■ **Directions for this task**
From the line with "parse holdings, using" through the final line of the entries below, write out each line exactly and nothing else.

■ **Given data**
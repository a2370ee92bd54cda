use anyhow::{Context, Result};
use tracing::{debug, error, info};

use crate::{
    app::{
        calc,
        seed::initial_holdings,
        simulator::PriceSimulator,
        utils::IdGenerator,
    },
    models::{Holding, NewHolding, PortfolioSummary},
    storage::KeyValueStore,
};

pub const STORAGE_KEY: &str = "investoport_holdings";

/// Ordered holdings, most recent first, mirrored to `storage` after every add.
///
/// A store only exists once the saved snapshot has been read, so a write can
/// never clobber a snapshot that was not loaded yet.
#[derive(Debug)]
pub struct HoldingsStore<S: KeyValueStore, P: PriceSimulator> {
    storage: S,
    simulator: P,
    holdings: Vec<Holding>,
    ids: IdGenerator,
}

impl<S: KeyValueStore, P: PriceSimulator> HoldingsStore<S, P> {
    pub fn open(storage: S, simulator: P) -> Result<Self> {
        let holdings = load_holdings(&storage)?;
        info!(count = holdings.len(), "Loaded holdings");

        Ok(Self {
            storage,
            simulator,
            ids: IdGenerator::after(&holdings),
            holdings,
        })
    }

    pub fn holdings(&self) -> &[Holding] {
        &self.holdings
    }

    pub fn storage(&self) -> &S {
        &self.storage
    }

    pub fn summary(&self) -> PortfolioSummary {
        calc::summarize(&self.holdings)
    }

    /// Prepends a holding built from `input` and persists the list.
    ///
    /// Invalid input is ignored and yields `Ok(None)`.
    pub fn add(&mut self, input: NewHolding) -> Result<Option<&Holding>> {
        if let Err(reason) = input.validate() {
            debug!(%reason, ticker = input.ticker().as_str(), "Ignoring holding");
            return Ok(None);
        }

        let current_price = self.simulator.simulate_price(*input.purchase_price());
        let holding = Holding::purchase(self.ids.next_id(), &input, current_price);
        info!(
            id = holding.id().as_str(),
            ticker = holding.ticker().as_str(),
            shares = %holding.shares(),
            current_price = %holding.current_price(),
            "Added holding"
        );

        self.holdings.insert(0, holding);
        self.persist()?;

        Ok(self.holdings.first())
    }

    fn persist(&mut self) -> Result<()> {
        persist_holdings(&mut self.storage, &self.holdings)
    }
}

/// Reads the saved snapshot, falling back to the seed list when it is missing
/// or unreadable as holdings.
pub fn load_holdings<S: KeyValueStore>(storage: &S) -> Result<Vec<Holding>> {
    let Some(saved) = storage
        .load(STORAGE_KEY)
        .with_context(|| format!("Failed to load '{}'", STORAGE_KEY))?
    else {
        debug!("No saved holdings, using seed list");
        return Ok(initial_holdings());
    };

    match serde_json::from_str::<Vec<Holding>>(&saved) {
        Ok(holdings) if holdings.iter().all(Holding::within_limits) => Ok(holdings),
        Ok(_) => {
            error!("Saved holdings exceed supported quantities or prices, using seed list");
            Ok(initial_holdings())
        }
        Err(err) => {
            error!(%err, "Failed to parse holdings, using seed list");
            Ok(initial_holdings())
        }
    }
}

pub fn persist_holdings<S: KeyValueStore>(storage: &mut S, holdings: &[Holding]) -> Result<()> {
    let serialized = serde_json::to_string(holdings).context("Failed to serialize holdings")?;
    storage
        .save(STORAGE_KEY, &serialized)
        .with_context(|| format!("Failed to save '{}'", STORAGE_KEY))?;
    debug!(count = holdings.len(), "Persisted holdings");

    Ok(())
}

■ **Worked solution**
            error!(%err, "Failed to parse holdings, using seed list");
            Ok(initial_holdings())
        }
    }
}

pub fn persist_holdings<S: KeyValueStore>(storage: &mut S, holdings: &[Holding]) -> Result<()> {
    let serialized = serde_json::to_string(holdings).context("Failed to serialize holdings")?;
    storage
        .save(STORAGE_KEY, &serialized)
        .with_context(|| format!("Failed to save '{}'", STORAGE_KEY))?;
    debug!(count = holdings.len(), "Persisted holdings");

    Ok(())
}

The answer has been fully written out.